• Work to complete: What is needed here is an exact repetition of the records below, beginning at the line that has "pub async fn drain_once(&self)" and stopping after the line that has "let mut acknowledged".

● ● ● ● ●

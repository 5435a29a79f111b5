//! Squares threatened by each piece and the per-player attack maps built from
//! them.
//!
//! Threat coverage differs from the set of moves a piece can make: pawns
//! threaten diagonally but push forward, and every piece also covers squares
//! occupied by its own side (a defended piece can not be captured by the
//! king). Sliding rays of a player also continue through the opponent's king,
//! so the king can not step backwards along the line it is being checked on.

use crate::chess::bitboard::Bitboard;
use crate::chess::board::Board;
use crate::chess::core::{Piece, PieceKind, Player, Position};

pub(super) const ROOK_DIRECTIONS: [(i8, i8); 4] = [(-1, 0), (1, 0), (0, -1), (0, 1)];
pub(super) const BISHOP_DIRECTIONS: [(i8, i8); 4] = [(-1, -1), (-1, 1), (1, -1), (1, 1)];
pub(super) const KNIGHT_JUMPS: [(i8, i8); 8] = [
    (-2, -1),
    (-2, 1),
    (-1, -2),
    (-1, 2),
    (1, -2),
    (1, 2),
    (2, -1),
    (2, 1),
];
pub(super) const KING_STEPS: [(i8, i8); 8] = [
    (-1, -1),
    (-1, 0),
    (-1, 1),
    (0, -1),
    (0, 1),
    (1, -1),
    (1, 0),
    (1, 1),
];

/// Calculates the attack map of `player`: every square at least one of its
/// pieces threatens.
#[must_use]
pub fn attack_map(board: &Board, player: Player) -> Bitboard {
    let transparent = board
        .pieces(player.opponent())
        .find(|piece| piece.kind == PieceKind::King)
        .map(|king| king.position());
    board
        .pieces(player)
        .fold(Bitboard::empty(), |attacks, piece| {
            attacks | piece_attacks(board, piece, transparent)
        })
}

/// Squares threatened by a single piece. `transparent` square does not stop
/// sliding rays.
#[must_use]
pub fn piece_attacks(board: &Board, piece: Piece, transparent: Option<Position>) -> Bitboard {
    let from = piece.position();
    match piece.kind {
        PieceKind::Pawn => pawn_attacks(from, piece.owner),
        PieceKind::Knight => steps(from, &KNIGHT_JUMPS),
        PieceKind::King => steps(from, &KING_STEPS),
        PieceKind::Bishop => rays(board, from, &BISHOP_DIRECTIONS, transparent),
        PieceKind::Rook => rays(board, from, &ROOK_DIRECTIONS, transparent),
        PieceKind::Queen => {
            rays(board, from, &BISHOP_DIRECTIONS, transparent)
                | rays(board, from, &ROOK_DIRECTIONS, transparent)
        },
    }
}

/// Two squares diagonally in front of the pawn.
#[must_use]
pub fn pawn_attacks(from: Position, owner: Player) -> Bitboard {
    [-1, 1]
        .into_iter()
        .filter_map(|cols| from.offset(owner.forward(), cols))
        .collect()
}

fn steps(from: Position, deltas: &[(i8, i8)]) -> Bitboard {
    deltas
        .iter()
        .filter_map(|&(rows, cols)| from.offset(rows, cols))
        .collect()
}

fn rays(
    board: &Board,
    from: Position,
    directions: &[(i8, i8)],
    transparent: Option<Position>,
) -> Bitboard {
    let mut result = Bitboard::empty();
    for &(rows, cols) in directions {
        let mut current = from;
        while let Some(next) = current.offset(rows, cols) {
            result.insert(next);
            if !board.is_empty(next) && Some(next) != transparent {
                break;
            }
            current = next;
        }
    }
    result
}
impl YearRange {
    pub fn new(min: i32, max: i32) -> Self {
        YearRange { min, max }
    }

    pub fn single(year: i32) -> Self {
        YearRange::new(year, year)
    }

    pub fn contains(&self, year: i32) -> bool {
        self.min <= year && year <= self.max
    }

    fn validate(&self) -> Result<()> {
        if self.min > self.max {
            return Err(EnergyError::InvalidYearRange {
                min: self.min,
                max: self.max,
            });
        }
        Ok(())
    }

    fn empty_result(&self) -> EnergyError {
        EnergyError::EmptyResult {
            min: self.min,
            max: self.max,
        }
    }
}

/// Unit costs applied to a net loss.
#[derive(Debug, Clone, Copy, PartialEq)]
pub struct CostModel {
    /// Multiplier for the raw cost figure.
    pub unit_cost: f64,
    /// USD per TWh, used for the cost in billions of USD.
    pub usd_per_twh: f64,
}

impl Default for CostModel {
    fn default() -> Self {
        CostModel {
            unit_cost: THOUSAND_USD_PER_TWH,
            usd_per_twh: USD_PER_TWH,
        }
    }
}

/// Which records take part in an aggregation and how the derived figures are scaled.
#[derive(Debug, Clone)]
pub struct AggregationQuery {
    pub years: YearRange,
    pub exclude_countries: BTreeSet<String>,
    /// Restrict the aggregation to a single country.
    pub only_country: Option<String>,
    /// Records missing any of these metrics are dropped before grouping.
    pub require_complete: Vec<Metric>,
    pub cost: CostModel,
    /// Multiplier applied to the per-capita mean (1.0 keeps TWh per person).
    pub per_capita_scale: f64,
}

● ● ● ● ●

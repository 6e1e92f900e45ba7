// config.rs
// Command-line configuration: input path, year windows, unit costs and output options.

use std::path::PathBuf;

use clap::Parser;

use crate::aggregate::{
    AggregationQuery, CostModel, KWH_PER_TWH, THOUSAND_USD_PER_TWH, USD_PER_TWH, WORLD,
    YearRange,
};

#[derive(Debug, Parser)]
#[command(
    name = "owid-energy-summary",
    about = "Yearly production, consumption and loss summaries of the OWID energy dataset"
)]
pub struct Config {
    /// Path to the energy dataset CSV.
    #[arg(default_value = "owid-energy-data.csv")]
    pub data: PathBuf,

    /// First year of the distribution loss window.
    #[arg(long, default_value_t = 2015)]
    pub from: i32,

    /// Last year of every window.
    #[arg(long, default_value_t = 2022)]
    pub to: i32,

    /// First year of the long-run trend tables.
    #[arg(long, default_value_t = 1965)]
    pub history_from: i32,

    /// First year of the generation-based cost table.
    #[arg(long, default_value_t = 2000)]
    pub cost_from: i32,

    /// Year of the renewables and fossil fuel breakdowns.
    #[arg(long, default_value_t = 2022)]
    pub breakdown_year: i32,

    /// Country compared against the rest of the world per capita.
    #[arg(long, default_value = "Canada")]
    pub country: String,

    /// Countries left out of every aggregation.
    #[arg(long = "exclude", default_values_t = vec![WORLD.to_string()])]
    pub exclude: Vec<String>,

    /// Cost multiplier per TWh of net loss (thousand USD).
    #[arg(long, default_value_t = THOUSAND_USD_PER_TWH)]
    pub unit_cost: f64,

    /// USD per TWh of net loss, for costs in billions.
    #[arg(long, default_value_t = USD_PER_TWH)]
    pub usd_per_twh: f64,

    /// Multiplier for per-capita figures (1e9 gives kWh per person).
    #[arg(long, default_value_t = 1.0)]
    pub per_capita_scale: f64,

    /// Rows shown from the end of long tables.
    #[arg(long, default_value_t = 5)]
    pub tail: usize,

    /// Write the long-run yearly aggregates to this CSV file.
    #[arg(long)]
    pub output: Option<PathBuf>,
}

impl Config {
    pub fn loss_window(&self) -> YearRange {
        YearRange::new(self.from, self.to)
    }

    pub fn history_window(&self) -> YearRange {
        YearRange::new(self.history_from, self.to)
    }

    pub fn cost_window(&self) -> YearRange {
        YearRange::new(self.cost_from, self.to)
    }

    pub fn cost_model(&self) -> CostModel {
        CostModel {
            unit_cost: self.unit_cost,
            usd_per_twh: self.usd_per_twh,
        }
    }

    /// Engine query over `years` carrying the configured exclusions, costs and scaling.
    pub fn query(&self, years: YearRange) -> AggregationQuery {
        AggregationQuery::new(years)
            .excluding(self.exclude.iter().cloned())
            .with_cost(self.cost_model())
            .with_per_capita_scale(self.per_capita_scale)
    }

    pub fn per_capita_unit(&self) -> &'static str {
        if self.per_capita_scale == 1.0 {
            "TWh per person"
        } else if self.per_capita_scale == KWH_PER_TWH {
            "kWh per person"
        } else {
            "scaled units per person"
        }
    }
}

● ● ● ● ●

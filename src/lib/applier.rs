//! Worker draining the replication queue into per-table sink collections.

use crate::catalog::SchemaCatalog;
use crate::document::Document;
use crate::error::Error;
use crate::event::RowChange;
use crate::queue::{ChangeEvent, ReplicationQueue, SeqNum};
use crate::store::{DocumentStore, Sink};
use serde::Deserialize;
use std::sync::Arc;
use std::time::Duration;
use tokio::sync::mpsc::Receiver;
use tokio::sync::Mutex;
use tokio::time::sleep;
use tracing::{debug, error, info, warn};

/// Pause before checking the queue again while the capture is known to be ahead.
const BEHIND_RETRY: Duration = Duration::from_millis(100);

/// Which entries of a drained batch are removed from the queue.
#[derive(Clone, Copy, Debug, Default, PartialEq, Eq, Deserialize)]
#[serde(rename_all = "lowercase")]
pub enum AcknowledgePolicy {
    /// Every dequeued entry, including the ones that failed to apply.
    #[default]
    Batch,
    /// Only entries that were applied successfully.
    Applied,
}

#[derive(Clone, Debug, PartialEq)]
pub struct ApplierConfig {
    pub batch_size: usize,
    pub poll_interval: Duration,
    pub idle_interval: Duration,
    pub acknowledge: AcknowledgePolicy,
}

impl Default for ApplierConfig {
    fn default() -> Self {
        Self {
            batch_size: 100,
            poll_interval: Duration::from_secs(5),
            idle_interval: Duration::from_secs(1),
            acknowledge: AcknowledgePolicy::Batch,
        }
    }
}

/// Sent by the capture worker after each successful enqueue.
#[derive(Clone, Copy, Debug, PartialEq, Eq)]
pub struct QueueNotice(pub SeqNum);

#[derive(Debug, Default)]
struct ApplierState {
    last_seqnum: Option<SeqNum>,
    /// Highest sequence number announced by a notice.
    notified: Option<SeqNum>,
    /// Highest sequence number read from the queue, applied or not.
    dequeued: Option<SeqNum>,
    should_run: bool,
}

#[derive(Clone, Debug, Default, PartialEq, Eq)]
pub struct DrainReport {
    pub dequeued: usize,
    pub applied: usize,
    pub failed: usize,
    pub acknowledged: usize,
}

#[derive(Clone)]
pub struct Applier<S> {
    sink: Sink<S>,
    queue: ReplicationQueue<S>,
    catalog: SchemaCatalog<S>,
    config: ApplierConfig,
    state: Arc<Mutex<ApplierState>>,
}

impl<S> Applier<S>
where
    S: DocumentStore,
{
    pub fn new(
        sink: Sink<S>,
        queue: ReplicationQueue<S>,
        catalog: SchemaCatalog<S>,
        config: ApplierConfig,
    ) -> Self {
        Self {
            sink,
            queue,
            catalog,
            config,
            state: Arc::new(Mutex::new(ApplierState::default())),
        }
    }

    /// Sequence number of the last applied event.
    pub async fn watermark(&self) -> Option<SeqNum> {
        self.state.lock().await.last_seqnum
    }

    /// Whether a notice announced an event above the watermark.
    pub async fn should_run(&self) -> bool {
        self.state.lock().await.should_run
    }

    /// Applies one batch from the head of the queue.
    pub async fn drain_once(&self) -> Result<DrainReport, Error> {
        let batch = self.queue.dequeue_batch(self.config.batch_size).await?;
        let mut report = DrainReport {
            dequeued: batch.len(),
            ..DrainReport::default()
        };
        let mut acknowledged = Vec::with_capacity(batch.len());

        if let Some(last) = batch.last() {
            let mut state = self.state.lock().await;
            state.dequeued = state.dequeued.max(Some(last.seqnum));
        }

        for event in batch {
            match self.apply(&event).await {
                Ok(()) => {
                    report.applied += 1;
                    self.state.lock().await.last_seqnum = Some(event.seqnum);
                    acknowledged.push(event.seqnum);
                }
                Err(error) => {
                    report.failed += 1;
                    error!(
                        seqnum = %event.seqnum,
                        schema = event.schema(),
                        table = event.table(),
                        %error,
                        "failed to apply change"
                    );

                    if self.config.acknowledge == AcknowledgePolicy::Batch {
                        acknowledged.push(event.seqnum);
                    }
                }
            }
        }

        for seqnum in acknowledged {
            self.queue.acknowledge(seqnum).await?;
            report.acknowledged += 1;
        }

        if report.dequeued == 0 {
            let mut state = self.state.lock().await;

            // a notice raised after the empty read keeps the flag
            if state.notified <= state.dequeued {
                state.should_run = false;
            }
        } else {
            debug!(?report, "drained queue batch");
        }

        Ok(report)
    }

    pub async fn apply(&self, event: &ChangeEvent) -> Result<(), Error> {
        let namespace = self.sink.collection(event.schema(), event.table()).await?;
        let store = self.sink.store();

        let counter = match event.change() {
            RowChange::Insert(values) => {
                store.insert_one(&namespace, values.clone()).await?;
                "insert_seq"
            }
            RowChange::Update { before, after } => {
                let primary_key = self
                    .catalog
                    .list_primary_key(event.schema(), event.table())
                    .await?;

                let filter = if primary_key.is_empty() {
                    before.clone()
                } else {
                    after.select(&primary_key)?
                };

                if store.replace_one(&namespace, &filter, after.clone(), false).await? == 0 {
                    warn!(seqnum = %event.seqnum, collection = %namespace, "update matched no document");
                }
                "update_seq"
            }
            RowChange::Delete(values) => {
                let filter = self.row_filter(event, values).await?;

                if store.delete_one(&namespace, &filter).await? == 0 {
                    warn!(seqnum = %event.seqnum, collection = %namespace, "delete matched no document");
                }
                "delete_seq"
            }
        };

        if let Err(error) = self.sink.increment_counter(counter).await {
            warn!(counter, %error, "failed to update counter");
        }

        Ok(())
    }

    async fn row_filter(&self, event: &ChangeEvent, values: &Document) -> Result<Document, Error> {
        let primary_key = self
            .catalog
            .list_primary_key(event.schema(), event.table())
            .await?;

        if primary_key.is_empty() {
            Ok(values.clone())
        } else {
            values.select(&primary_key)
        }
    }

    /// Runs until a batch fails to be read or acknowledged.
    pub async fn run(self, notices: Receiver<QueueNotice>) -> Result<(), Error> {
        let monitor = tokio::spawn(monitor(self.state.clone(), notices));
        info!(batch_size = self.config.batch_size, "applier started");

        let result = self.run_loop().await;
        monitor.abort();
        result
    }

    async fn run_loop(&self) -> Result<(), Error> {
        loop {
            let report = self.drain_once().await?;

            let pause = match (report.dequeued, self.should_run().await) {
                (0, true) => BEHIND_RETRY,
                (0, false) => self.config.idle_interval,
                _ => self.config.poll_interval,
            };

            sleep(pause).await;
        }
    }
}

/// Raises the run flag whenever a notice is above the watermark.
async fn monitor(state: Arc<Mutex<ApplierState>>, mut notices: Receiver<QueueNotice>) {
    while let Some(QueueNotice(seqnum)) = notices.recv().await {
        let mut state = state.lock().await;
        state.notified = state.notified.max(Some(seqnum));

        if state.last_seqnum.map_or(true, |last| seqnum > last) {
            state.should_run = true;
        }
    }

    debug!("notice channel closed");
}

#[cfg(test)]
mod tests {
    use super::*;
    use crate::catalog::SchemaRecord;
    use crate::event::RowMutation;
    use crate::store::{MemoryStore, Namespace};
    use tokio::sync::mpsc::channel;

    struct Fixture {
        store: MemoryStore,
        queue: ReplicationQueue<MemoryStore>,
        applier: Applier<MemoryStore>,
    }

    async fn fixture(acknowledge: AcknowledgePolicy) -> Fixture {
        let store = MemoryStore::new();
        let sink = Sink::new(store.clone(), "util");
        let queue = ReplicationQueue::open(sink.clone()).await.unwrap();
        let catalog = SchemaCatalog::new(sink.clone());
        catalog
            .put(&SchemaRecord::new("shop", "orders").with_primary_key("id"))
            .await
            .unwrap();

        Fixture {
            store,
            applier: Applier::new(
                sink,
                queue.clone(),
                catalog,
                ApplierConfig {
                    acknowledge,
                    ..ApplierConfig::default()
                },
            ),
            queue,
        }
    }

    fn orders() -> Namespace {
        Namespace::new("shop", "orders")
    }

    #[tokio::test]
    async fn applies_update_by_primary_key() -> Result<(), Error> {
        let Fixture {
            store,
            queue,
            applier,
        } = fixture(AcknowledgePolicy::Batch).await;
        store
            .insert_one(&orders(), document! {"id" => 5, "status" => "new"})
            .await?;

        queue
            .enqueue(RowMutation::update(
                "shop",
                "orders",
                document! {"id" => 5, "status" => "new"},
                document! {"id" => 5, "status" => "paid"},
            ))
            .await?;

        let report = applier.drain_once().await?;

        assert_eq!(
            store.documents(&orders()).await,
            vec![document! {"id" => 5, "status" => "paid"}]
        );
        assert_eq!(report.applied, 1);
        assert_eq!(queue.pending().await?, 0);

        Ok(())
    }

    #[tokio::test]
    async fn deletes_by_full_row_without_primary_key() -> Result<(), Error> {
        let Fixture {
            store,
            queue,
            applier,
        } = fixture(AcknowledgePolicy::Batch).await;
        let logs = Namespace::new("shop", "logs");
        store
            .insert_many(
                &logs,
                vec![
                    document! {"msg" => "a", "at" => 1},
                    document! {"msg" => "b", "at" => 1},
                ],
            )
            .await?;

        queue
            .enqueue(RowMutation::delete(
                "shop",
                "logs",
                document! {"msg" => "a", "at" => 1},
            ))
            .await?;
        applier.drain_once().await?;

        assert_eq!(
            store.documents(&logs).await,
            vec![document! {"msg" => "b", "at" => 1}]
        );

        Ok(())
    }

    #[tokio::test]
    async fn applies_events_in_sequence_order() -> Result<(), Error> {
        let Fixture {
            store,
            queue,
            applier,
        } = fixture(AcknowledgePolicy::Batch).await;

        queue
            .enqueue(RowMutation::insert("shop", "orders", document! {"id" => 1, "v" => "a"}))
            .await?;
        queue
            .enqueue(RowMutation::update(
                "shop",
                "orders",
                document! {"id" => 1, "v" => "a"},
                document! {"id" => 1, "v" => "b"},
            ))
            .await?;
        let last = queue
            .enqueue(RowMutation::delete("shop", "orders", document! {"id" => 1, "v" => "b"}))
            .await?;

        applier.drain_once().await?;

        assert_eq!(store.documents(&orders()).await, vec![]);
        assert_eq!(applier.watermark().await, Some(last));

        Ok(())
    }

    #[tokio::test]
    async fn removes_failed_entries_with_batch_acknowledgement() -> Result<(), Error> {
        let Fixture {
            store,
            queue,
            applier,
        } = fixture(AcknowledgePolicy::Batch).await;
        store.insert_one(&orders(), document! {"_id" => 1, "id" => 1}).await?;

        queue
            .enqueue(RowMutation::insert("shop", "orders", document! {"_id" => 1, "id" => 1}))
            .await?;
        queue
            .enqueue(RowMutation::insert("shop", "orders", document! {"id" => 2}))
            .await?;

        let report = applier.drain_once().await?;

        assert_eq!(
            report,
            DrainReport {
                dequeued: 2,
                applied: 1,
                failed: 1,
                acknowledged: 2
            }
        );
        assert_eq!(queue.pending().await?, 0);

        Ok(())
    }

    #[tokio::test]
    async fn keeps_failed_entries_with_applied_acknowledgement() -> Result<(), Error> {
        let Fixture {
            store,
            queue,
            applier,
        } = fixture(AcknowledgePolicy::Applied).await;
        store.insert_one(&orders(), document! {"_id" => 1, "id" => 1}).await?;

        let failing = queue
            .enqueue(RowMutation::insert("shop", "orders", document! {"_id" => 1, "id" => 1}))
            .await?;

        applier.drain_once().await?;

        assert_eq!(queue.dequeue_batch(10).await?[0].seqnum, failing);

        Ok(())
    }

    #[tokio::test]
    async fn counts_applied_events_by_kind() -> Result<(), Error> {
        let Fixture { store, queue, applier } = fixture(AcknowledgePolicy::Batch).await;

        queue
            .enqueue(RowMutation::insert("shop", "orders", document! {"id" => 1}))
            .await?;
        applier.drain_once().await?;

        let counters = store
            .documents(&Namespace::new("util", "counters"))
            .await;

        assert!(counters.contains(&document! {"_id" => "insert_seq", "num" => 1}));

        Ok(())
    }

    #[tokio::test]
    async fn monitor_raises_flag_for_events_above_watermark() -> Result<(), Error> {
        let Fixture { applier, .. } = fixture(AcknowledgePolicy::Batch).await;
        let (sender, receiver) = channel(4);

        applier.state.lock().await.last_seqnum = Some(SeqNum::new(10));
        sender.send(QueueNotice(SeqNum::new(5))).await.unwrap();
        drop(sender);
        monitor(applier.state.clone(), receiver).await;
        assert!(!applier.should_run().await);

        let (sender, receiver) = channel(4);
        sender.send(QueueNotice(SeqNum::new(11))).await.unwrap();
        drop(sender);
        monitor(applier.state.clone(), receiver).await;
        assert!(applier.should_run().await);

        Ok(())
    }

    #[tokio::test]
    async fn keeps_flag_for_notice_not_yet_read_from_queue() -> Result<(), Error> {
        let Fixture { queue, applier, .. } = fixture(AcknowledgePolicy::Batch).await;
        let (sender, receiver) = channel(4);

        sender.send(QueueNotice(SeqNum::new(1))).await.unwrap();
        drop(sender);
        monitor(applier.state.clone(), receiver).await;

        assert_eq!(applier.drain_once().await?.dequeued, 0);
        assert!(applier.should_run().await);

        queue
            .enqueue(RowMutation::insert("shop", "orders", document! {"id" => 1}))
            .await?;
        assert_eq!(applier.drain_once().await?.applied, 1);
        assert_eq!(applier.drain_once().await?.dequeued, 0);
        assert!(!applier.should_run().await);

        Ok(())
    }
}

● ● ● ● ●

• Response box:
    pub async fn drain_once(&self) -> Result<DrainReport, Error> {
        let batch = self.queue.dequeue_batch(self.config.batch_size).await?;
        let mut report = DrainReport {
            dequeued: batch.len(),
            ..DrainReport::default()
        };
        let mut acknowledged = Vec::with_capacity(batch.len());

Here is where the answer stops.